Below are the records; copy exactly the stretch from the line containing "Ok(self.http.request(method, url).header(AUTHORIZATION, header))" through the line containing "target locales included.", both ends included, and nothing else.

—————

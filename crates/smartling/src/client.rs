//! HTTP client for the Smartling REST API.

use std::time::{Duration, Instant};

use bytes::{Bytes, BytesMut};
use chrono::{SecondsFormat, Utc};
use futures::StreamExt;
use locsync_common::SmartlingConfig;
use reqwest::header::AUTHORIZATION;
use reqwest::multipart::{Form, Part};
use reqwest::{Client, Method, RequestBuilder, StatusCode};
use serde::de::DeserializeOwned;
use tokio::sync::Mutex;
use tracing::{debug, info};
use url::Url;

use crate::archive::TranslationsArchive;
use crate::envelope::{decode_accepted, decode_data, decode_error};
use crate::error::ClientError;
use crate::token::{TokenAction, TokenState};
use crate::types::{
    ContextUpload, CreateBatchBody, CreateJobBody, CreateJobParams, CreatedBatch, JobDetails,
    JobList, ProjectDetails, TokenGrant,
};
use crate::urls::visual_context_filename;

const NOT_FOUND_ERROR: &str = "NOT_FOUND_ERROR";

/// Vendor API client.
///
/// Holds the bearer tokens for the process; share it behind an `Arc`.
pub struct SmartlingClient {
    http: Client,
    base_url: Url,
    project_id: String,
    user_identifier: String,
    user_secret: String,
    tokens: Mutex<TokenState>,
}

impl std::fmt::Debug for SmartlingClient {
    fn fmt(&self, f: &mut std::fmt::Formatter<'_>) -> std::fmt::Result {
        f.debug_struct("SmartlingClient")
            .field("base_url", &self.base_url.as_str())
            .field("project_id", &self.project_id)
            .finish_non_exhaustive()
    }
}

impl SmartlingClient {
    /// Create a client from configuration.
    pub fn new(config: &SmartlingConfig) -> Result<Self, ClientError> {
        let timeout = config.api_timeout();
        let http = Client::builder()
            .timeout(timeout)
            .connect_timeout(timeout.min(Duration::from_secs(10)))
            .user_agent(concat!("locsync/", env!("CARGO_PKG_VERSION")))
            .build()?;

        let base_url = Url::parse(config.resolved_base_url())
            .map_err(|e| ClientError::InvalidRequest(format!("Invalid base URL: {e}")))?;

        Ok(Self {
            http,
            base_url,
            project_id: config.project_id.clone(),
            user_identifier: config.user_identifier.clone(),
            user_secret: config.user_secret.clone(),
            tokens: Mutex::new(TokenState::default()),
        })
    }

    /// Vendor project this client operates on.
    #[must_use]
    pub fn project_id(&self) -> &str {
        &self.project_id
    }

    /// Drop cached tokens so the next call authenticates again.
    pub async fn reset_tokens(&self) {
        self.tokens.lock().await.clear();
    }

    fn endpoint(&self, segments: &[&str]) -> Result<Url, ClientError> {
        let mut url = self.base_url.clone();
        url.path_segments_mut()
            .map_err(|()| ClientError::InvalidRequest("Base URL cannot be a base".to_string()))?
            .pop_if_empty()
            .extend(segments);
        Ok(url)
    }

    async fn execute(&self, builder: RequestBuilder) -> Result<reqwest::Response, ClientError> {
        let request = builder.build()?;
        let method = request.method().clone();
        let url = request.url().clone();

        debug!(method = %method, url = %url, "Smartling API request");
        let started = Instant::now();
        let response = self.http.execute(request).await?;
        debug!(
            method = %method,
            url = %url,
            status = response.status().as_u16(),
            elapsed_ms = started.elapsed().as_millis() as u64,
            "Smartling API response"
        );

        Ok(response)
    }

    async fn send(&self, builder: RequestBuilder) -> Result<(StatusCode, Bytes), ClientError> {
        let response = self.execute(builder).await?;
        let status = response.status();
        let body = response.bytes().await?;
        Ok((status, body))
    }

    /// Authorization header value, refreshing or re-authenticating first if needed.
    async fn authorization(&self) -> Result<String, ClientError> {
        let mut tokens = self.tokens.lock().await;
        match tokens.action(Utc::now()) {
            TokenAction::Ready(header) => Ok(header),
            TokenAction::Refresh(refresh_token) => {
                debug!("Refreshing Smartling access token");
                let grant = self.refresh_grant(&refresh_token).await?;
                Ok(tokens.update(grant, Utc::now()))
            }
            TokenAction::Authenticate => {
                debug!("Authenticating with Smartling");
                let grant = self.authenticate_grant().await?;
                Ok(tokens.update(grant, Utc::now()))
            }
        }
    }

    async fn authenticate_grant(&self) -> Result<TokenGrant, ClientError> {
        let url = self.endpoint(&["auth-api", "v2", "authenticate"])?;
        let (status, body) = self
            .send(self.http.post(url).json(&serde_json::json!({
                "userIdentifier": self.user_identifier,
                "userSecret": self.user_secret,
            })))
            .await?;
        decode_data(status, &body)
    }

    async fn refresh_grant(&self, refresh_token: &str) -> Result<TokenGrant, ClientError> {
        let url = self.endpoint(&["auth-api", "v2", "authenticate", "refresh"])?;
        let (status, body) = self
            .send(
                self.http
                    .post(url)
                    .json(&serde_json::json!({ "refreshToken": refresh_token })),
            )
            .await?;
        decode_data(status, &body)
    }

    async fn authorized(&self, method: Method, url: Url) -> Result<RequestBuilder, ClientError> {
        let header = self.authorization().await?;
        Ok(self.http.request(method, url).header(AUTHORIZATION, header))
    }

    async fn request_data<T: DeserializeOwned>(
        &self,
        builder: RequestBuilder,
    ) -> Result<T, ClientError> {
        let (status, body) = self.send(builder).await?;
        decode_data(status, &body)
    }

    /// Fetch the project, disabled target locales included.
    pub async fn get_project_details(&self) -> Result<ProjectDetails, ClientError> {
        let url = self.endpoint(&["projects-api", "v2", "projects", &self.project_id])?;
        let builder = self
            .authorized(Method::GET, url)
            .await?
            .query(&[("includeDisabledLocales", "true")]);
        self.request_data(builder).await
    }

    /// List jobs, optionally filtered by name.
    pub async fn list_jobs(&self, name: Option<&str>) -> Result<JobList, ClientError> {
        let url = self.endpoint(&["jobs-api", "v3", "projects", &self.project_id, "jobs"])?;
        let mut builder = self.authorized(Method::GET, url).await?;
        if let Some(name) = name {
            builder = builder.query(&[("jobName", name)]);
        }
        self.request_data(builder).await
    }

    /// Create a job.
    pub async fn create_job(&self, params: &CreateJobParams) -> Result<JobDetails, ClientError> {
        if params.callback_url.is_some() != params.callback_method.is_some() {
            return Err(ClientError::InvalidRequest(
                "Both callback_url and callback_method must be provided, or neither".to_string(),
            ));
        }

        let body = CreateJobBody {
            job_name: &params.job_name,
            target_locale_ids: &params.target_locale_ids,
            description: params.description.as_deref(),
            reference_number: params.reference_number.as_deref(),
            due_date: params
                .due_date
                .map(|d| d.to_rfc3339_opts(SecondsFormat::Secs, true)),
            callback_url: params.callback_url.as_deref(),
            callback_method: params.callback_method,
        };

        let url = self.endpoint(&["jobs-api", "v3", "projects", &self.project_id, "jobs"])?;
        let builder = self.authorized(Method::POST, url).await?.json(&body);
        self.request_data(builder).await
    }

    /// Fetch a job. A vendor `NOT_FOUND_ERROR` becomes [`ClientError::JobNotFound`].
    pub async fn get_job_details(&self, job_uid: &str) -> Result<JobDetails, ClientError> {
        let url = self.endpoint(&[
            "jobs-api",
            "v3",
            "projects",
            &self.project_id,
            "jobs",
            job_uid,
        ])?;
        let builder = self.authorized(Method::GET, url).await?;
        match self.request_data(builder).await {
            Err(err) if err.code() == Some(NOT_FOUND_ERROR) => {
                Err(ClientError::JobNotFound(job_uid.to_string()))
            }
            other => other,
        }
    }

    /// Create an unauthorized upload batch for a job. Returns the batch UID.
    pub async fn create_batch(
        &self,
        job_uid: &str,
        file_uris: &[String],
    ) -> Result<String, ClientError> {
        let url = self.endpoint(&[
            "job-batches-api",
            "v2",
            "projects",
            &self.project_id,
            "batches",
        ])?;
        let body = CreateBatchBody {
            authorize: false,
            translation_job_uid: job_uid,
            file_uris,
        };
        let builder = self.authorized(Method::POST, url).await?.json(&body);
        let batch: CreatedBatch = self.request_data(builder).await?;
        Ok(batch.batch_uid)
    }

    /// Upload a gettext file into a batch.
    pub async fn upload_file_to_batch(
        &self,
        batch_uid: &str,
        file_uri: &str,
        content: String,
        locale_ids_to_authorize: &[String],
    ) -> Result<(), ClientError> {
        let url = self.endpoint(&[
            "job-batches-api",
            "v2",
            "projects",
            &self.project_id,
            "batches",
            batch_uid,
            "file",
        ])?;

        let file = Part::text(content)
            .file_name(file_uri.to_string())
            .mime_str("text/x-gettext-translation")?;
        let mut form = Form::new()
            .part("file", file)
            .text("fileUri", file_uri.to_string())
            .text("fileType", "gettext");
        for locale_id in locale_ids_to_authorize {
            form = form.text("localeIdsToAuthorize[]", locale_id.clone());
        }

        let builder = self.authorized(Method::POST, url).await?.multipart(form);
        let (status, body) = self.send(builder).await?;
        let code = decode_accepted(status, &body)?;
        debug!(batch_uid = %batch_uid, file_uri = %file_uri, code = %code, "Uploaded file to batch");
        Ok(())
    }

    /// Upload a rendered page as visual context and match it to a job.
    /// Returns the vendor process UID.
    pub async fn add_visual_context(
        &self,
        job_uid: &str,
        page_url: &str,
        html: Vec<u8>,
    ) -> Result<String, ClientError> {
        let url = self.endpoint(&[
            "context-api",
            "v2",
            "projects",
            &self.project_id,
            "contexts",
            "upload-and-match-async",
        ])?;

        let content = Part::bytes(html)
            .file_name(visual_context_filename(page_url))
            .mime_str("text/html")?;
        let match_params = serde_json::json!({ "translationJobUids": [job_uid] });
        let form = Form::new()
            .part("content", content)
            .text("name", page_url.to_string())
            .text("matchparams", match_params.to_string());

        info!(job_uid = %job_uid, url = %page_url, "Sending visual context");
        let builder = self.authorized(Method::POST, url).await?.multipart(form);
        let upload: ContextUpload = self.request_data(builder).await?;
        info!(process_uid = %upload.process_uid, "Visual context sent");
        Ok(upload.process_uid)
    }

    /// Download the published translations of a file for all locales.
    pub async fn download_translations(
        &self,
        file_uri: &str,
    ) -> Result<TranslationsArchive, ClientError> {
        let url = self.endpoint(&[
            "files-api",
            "v2",
            "projects",
            &self.project_id,
            "locales",
            "all",
            "file",
            "zip",
        ])?;
        let builder = self.authorized(Method::GET, url).await?.query(&[
            ("fileUri", file_uri),
            ("retrievalType", "published"),
            ("includeOriginalStrings", "false"),
        ]);

        let response = self.execute(builder).await?;
        let status = response.status();

        // Only a 200 carries the ZIP; anything else is an error envelope.
        if status != StatusCode::OK {
            let body = response.bytes().await?;
            return Err(decode_error(status, &body));
        }

        let mut buffer = BytesMut::new();
        let mut stream = response.bytes_stream();
        while let Some(chunk) = stream.next().await {
            buffer.extend_from_slice(&chunk?);
        }

        TranslationsArchive::from_bytes(buffer.freeze())
    }
}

—————

> _RESPONSE AREA_:
        Ok(self.http.request(method, url).header(AUTHORIZATION, header))
    }

    async fn request_data<T: DeserializeOwned>(
        &self,
        builder: RequestBuilder,
    ) -> Result<T, ClientError> {
        let (status, body) = self.send(builder).await?;
        decode_data(status, &body)
    }

    /// Fetch the project, disabled target locales included.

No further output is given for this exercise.